■ **TO DO**:
Retype each line exactly as it stands, beginning at the first line of the material and finishing with the line that contains "fn record_i64(&mut self, field: &Field, value: i64)".

_ _ _ _ _ _ _

use chrono::{SecondsFormat, Utc};
use serde_json::{Map, Value};
use std::fmt::{self, Write as _};
use tracing::field::{Field, Visit};
use tracing::span::{Attributes, Id, Record};
use tracing::{Event, Level, Subscriber};
use tracing_error::ErrorLayer;
use tracing_subscriber::fmt::format::Writer;
use tracing_subscriber::fmt::{FmtContext, FormatEvent, FormatFields};
use tracing_subscriber::layer::Context;
use tracing_subscriber::prelude::*;
use tracing_subscriber::registry::LookupSpan;
use tracing_subscriber::{EnvFilter, Layer, Registry};

use crate::{WorkerError, WorkerResult};

const RESET: &str = "\x1b[0m";
const DIM: &str = "\x1b[90m";
const CYAN: &str = "\x1b[96m";
const GREEN: &str = "\x1b[92m";
const WHITE: &str = "\x1b[97m";

/// Message and key/value fields of an event or span
#[derive(Debug, Clone, Default)]
struct FieldMap {
    message: Option<String>,
    values: Map<String, Value>,
}

impl FieldMap {
    fn insert(&mut self, field: &Field, value: Value) {
        if field.name() == "message" {
            self.message = Some(match value {
                Value::String(text) => text,
                other => other.to_string(),
            });
        } else {
            self.values.insert(field.name().to_string(), value);
        }
    }

    /// `key=value, key=value` for the console
    fn render(&self) -> String {
        let mut out = String::new();
        for (name, value) in &self.values {
            if !out.is_empty() {
                out.push_str(", ");
            }
            let _ = match value {
                Value::String(text) => write!(out, "{DIM}{name}={text}{RESET}"),
                other => write!(out, "{DIM}{name}={other}{RESET}"),
            };
        }
        out
    }
}

impl Visit for FieldMap {
    fn record_debug(&mut self, field: &Field, value: &dyn fmt::Debug) {
        let text = format!("{:?}", value);
        self.insert(field, Value::String(text.trim_matches('"').to_string()));
    }

    fn record_str(&mut self, field: &Field, value: &str) {
        self.insert(field, Value::String(value.to_string()));
    }

    fn record_i64(&mut self, field: &Field, value: i64) {
        self.insert(field, Value::from(value));
    }

    fn record_u64(&mut self, field: &Field, value: u64) {
        self.insert(field, Value::from(value));
    }

    fn record_bool(&mut self, field: &Field, value: bool) {
        self.insert(field, Value::from(value));
    }
}

/// Fields recorded on a span, stored in its extensions
#[derive(Debug, Clone, Default)]
struct SpanFields(FieldMap);

/// Records span fields so the formatters can attach `job_id` and friends to every event
pub struct SpanFieldsLayer;

impl<S> Layer<S> for SpanFieldsLayer
where
    S: Subscriber + for<'a> LookupSpan<'a>,
{
    fn on_new_span(&self, attrs: &Attributes<'_>, id: &Id, ctx: Context<'_, S>) {
        if let Some(span) = ctx.span(id) {
            let mut fields = FieldMap::default();
            attrs.record(&mut fields);
            span.extensions_mut().insert(SpanFields(fields));
        }
    }

    fn on_record(&self, id: &Id, values: &Record<'_>, ctx: Context<'_, S>) {
        if let Some(span) = ctx.span(id) {
            let mut extensions = span.extensions_mut();
            match extensions.get_mut::<SpanFields>() {
                Some(SpanFields(fields)) => values.record(fields),
                None => {
                    let mut fields = FieldMap::default();
                    values.record(&mut fields);
                    extensions.insert(SpanFields(fields));
                }
            }
        }
    }
}

/// Span fields visible from the event, innermost span winning
fn scoped_fields<S, N>(ctx: &FmtContext<'_, S, N>) -> Map<String, Value>
where
    S: Subscriber + for<'a> LookupSpan<'a>,
    N: for<'a> FormatFields<'a> + 'static,
{
    let mut merged = Map::new();
    let Some(scope) = ctx.event_scope() else {
        return merged;
    };
    for span in scope {
        if let Some(SpanFields(fields)) = span.extensions().get::<SpanFields>() {
            for (name, value) in &fields.values {
                merged.entry(name.clone()).or_insert_with(|| value.clone());
            }
        }
    }
    merged
}

/// One coloured line per event: time | level | job | service | message (fields)
pub struct PrettyFormatter;

impl<S, N> FormatEvent<S, N> for PrettyFormatter
where
    S: Subscriber + for<'a> LookupSpan<'a>,
    N: for<'a> FormatFields<'a> + 'static,
{
    fn format_event(&self, ctx: &FmtContext<'_, S, N>, mut writer: Writer<'_>, event: &Event<'_>) -> fmt::Result {
        let meta = event.metadata();
        let mut fields = FieldMap::default();
        event.record(&mut fields);

        let job = match scoped_fields(ctx).get("job_id") {
            Some(Value::String(job_id)) => short_job_id(job_id),
            _ => "-".to_string(),
        };

        write!(writer, "{CYAN}{}{RESET} {DIM}|{RESET} ", Utc::now().format("%y-%m-%d %H:%M:%S"))?;
        write!(writer, "{}{:<5}{RESET} {DIM}|{RESET} ", level_color(meta.level()), meta.level())?;
        write!(writer, "{GREEN}{:<8}{RESET} {DIM}|{RESET} ", job)?;
        write!(writer, "{GREEN}{:<8}{RESET} {DIM}|{RESET} ", service_name(meta.target()))?;
        write!(writer, "{WHITE}{}{RESET}", fields.message.as_deref().unwrap_or_default())?;
        if !fields.values.is_empty() {
            write!(writer, " ({})", fields.render())?;
        }
        writeln!(writer)
    }
}

fn level_color(level: &Level) -> &'static str {
    match *level {
        Level::TRACE => DIM,
        Level::DEBUG => "\x1b[34m",
        Level::INFO => "\x1b[32m",
        Level::WARN => "\x1b[33m",
        Level::ERROR => "\x1b[31m",
    }
}

/// One JSON object per event with `timestamp`, `level`, `service`, `message` and `fields`.
///
/// `fields` merges the event's own fields with those of its enclosing spans; event fields win.
pub struct JsonEventFormatter;

impl<S, N> FormatEvent<S, N> for JsonEventFormatter
where
    S: Subscriber + for<'a> LookupSpan<'a>,
    N: for<'a> FormatFields<'a> + 'static,
{
    fn format_event(&self, ctx: &FmtContext<'_, S, N>, mut writer: Writer<'_>, event: &Event<'_>) -> fmt::Result {
        let meta = event.metadata();
        let mut event_fields = FieldMap::default();
        event.record(&mut event_fields);

        let mut fields = event_fields.values;
        for (name, value) in scoped_fields(ctx) {
            fields.entry(name).or_insert(value);
        }

        let mut line = Map::new();
        line.insert("timestamp".into(), Utc::now().to_rfc3339_opts(SecondsFormat::Millis, true).into());
        line.insert("level".into(), meta.level().to_string().into());
        line.insert("service".into(), service_name(meta.target()).into());
        if let Some(message) = event_fields.message {
            line.insert("message".into(), message.into());
        }
        if !fields.is_empty() {
            line.insert("fields".into(), Value::Object(fields));
        }

        let encoded = serde_json::to_string(&line).map_err(|_| fmt::Error)?;
        writeln!(writer, "{}", encoded)
    }
}

/// Installs color_eyre and the global subscriber.
///
/// `LOG_FORMAT=json` selects [JsonEventFormatter], anything else [PrettyFormatter]. The filter comes
/// from `RUST_LOG` and defaults to `downloader=info`.
pub fn init_logging() -> WorkerResult<()> {
    color_eyre::install().map_err(|e| WorkerError::LoggingError(e.to_string()))?;

    let env_filter = match EnvFilter::try_from_default_env() {
        Ok(filter) => filter,
        Err(_) => EnvFilter::builder()
            .with_default_directive(Level::INFO.into())
            .parse("downloader=info")
            .map_err(|e| WorkerError::LoggingError(e.to_string()))?,
    };

    let json = std::env::var("LOG_FORMAT").is_ok_and(|format| format == "json");
    let fmt_layer = if json {
        tracing_subscriber::fmt::layer().event_format(JsonEventFormatter).boxed()
    } else {
        tracing_subscriber::fmt::layer().event_format(PrettyFormatter).boxed()
    };

    let subscriber =
        Registry::default().with(env_filter).with(SpanFieldsLayer).with(fmt_layer).with(ErrorLayer::default());
    tracing::subscriber::set_global_default(subscriber).map_err(|e| WorkerError::LoggingError(e.to_string()))
}

/// Short name of the component that emitted the event
fn service_name(target: &str) -> &'static str {
    let component = target.split("::").next().unwrap_or(target);
    match component {
        "downloader" => "-",
        "mongodb" => "MONGODB",
        "reqwest" | "hyper" | "axum" => "HTTP",
        aws if aws.starts_with("aws") => "AWS",
        _ => "EXTERNAL",
    }
}

/// First block of a hyphenated uuid
fn short_job_id(job_id: &str) -> String {
    job_id.split('-').next().unwrap_or(job_id).chars().take(8).collect()
}
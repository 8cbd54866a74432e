pub mod job;

use thiserror::Error;

use crate::core::client::database::DatabaseError;
use crate::core::client::source::SourceError;
use crate::core::client::storage::StorageError;
pub use job::{JobError, JobResult};

/// Result type for worker operations
pub type WorkerResult<T> = Result<T, WorkerError>;

/// Error types for the worker process
#[derive(Error, Debug)]
pub enum WorkerError {
    /// Configuration error
    #[error("Configuration error: {0}")]
    ConfigError(String),

    #[error("Database error: {0}")]
    DatabaseError(#[from] DatabaseError),

    #[error("Storage error: {0}")]
    StorageError(#[from] StorageError),

    #[error("Document source error: {0}")]
    SourceError(#[from] SourceError),

    #[error("Job error: {0}")]
    JobError(#[from] JobError),

    #[error("Metrics error: {0}")]
    MetricsError(#[from] prometheus::Error),

    #[error("Metrics server error: {0}")]
    ServerError(String),

    #[error("Metrics push error: {0}")]
    PushError(#[from] reqwest::Error),

    #[error("Logging setup error: {0}")]
    LoggingError(String),

    #[error("IO error: {0}")]
    IoError(#[from] std::io::Error),
}

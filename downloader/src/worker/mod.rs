pub mod driver;
pub mod lease;
pub mod lifecycle;
pub mod pipeline;

pub use driver::{RunOutcome, WorkerDriver};
pub use lease::LeaseManager;
pub use lifecycle::{derive_status, LifecycleController};
pub use pipeline::{DocumentPipeline, PipelineReport};
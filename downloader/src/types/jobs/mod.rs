pub mod document;
pub mod job_item;
pub mod job_updates;
pub mod lease;
pub mod types;
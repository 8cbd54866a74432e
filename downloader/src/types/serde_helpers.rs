//! Serde adapters for timestamps stored as native BSON datetimes.
//!
//! `mongodb::bson::serde_helpers` only ships the non-optional chrono adapter, the
//! lease fields need the optional variant.

pub mod optional_chrono_datetime_as_bson_datetime {
    use chrono::{DateTime, Utc};
    use mongodb::bson;
    use serde::{Deserialize, Deserializer, Serialize, Serializer};

    pub fn serialize<S>(value: &Option<DateTime<Utc>>, serializer: S) -> Result<S::Ok, S::Error>
    where
        S: Serializer,
    {
        match value {
            Some(date_time) => bson::DateTime::from_chrono(*date_time).serialize(serializer),
            None => serializer.serialize_none(),
        }
    }

    pub fn deserialize<'de, D>(deserializer: D) -> Result<Option<DateTime<Utc>>, D::Error>
    where
        D: Deserializer<'de>,
    {
        Ok(Option::<bson::DateTime>::deserialize(deserializer)?.map(|date_time| date_time.to_chrono()))
    }
}
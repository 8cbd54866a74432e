use std::net::SocketAddr;
use url::Url;

use crate::cli::metrics::{MetricsCliArgs, MetricsMode};
use crate::WorkerError;

#[derive(Debug, Clone, PartialEq, Eq)]
pub struct PushGatewayParams {
    pub gateway_url: Url,
    pub job_label: String,
}

/// Validated metrics exposition settings
#[derive(Debug, Clone, PartialEq, Eq)]
pub enum MetricsConfig {
    Pull { address: SocketAddr },
    Push(PushGatewayParams),
    Disabled,
}

impl TryFrom<MetricsCliArgs> for MetricsConfig {
    type Error = WorkerError;
    fn try_from(args: MetricsCliArgs) -> Result<Self, Self::Error> {
        match args.metrics_mode {
            MetricsMode::Pull => {
                let address = format!("{}:{}", args.metrics_host, args.metrics_port);
                let address = address
                    .parse::<SocketAddr>()
                    .map_err(|e| WorkerError::ConfigError(format!("Invalid metrics address {}: {}", address, e)))?;
                Ok(Self::Pull { address })
            }
            MetricsMode::Push => {
                let gateway_url = args.push_gateway_url.ok_or_else(|| {
                    WorkerError::ConfigError("Push gateway url is required when metrics mode is push".to_string())
                })?;
                if args.push_job_label.trim().is_empty() {
                    return Err(WorkerError::ConfigError("Push job label is empty".to_string()));
                }
                Ok(Self::Push(PushGatewayParams { gateway_url, job_label: args.push_job_label }))
            }
            MetricsMode::Disabled => Ok(Self::Disabled),
        }
    }
}

#[cfg(test)]
mod tests {
    use super::*;
    use assert_matches::assert_matches;
    use rstest::rstest;

    fn args(mode: MetricsMode, gateway: Option<&str>) -> MetricsCliArgs {
        MetricsCliArgs {
            metrics_mode: mode,
            metrics_host: "127.0.0.1".to_string(),
            metrics_port: 9100,
            push_gateway_url: gateway.map(|url| Url::parse(url).unwrap()),
            push_job_label: "document_downloader".to_string(),
        }
    }

    #[rstest]
    fn pull_mode_resolves_socket_address() {
        let config = MetricsConfig::try_from(args(MetricsMode::Pull, None)).unwrap();
        assert_eq!(config, MetricsConfig::Pull { address: "127.0.0.1:9100".parse().unwrap() });
    }

    #[rstest]
    fn push_mode_requires_gateway() {
        assert_matches!(MetricsConfig::try_from(args(MetricsMode::Push, None)), Err(WorkerError::ConfigError(_)));
        assert_matches!(
            MetricsConfig::try_from(args(MetricsMode::Push, Some("http://gateway:9091"))),
            Ok(MetricsConfig::Push(_))
        );
    }

    #[rstest]
    fn invalid_host_is_a_config_error() {
        let mut cli_args = args(MetricsMode::Pull, None);
        cli_args.metrics_host = "not a host".to_string();
        assert_matches!(MetricsConfig::try_from(cli_args), Err(WorkerError::ConfigError(_)));
    }
}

_ _ _ _ _ _ _

■ **RESULT OF THIS TASK**:
use chrono::{SecondsFormat, Utc};
use serde_json::{Map, Value};
use std::fmt::{self, Write as _};
use tracing::field::{Field, Visit};
use tracing::span::{Attributes, Id, Record};
use tracing::{Event, Level, Subscriber};
use tracing_error::ErrorLayer;
use tracing_subscriber::fmt::format::Writer;
use tracing_subscriber::fmt::{FmtContext, FormatEvent, FormatFields};
use tracing_subscriber::layer::Context;
use tracing_subscriber::prelude::*;
use tracing_subscriber::registry::LookupSpan;
use tracing_subscriber::{EnvFilter, Layer, Registry};

use crate::{WorkerError, WorkerResult};

const RESET: &str = "\x1b[0m";
const DIM: &str = "\x1b[90m";
const CYAN: &str = "\x1b[96m";
const GREEN: &str = "\x1b[92m";
const WHITE: &str = "\x1b[97m";

/// Message and key/value fields of an event or span
#[derive(Debug, Clone, Default)]
struct FieldMap {
    message: Option<String>,
    values: Map<String, Value>,
}

impl FieldMap {
    fn insert(&mut self, field: &Field, value: Value) {
        if field.name() == "message" {
            self.message = Some(match value {
                Value::String(text) => text,
                other => other.to_string(),
            });
        } else {
            self.values.insert(field.name().to_string(), value);
        }
    }

    /// `key=value, key=value` for the console
    fn render(&self) -> String {
        let mut out = String::new();
        for (name, value) in &self.values {
            if !out.is_empty() {
                out.push_str(", ");
            }
            let _ = match value {
                Value::String(text) => write!(out, "{DIM}{name}={text}{RESET}"),
                other => write!(out, "{DIM}{name}={other}{RESET}"),
            };
        }
        out
    }
}

impl Visit for FieldMap {
    fn record_debug(&mut self, field: &Field, value: &dyn fmt::Debug) {
        let text = format!("{:?}", value);
        self.insert(field, Value::String(text.trim_matches('"').to_string()));
    }

    fn record_str(&mut self, field: &Field, value: &str) {
        self.insert(field, Value::String(value.to_string()));
    }

    fn record_i64(&mut self, field: &Field, value: i64) {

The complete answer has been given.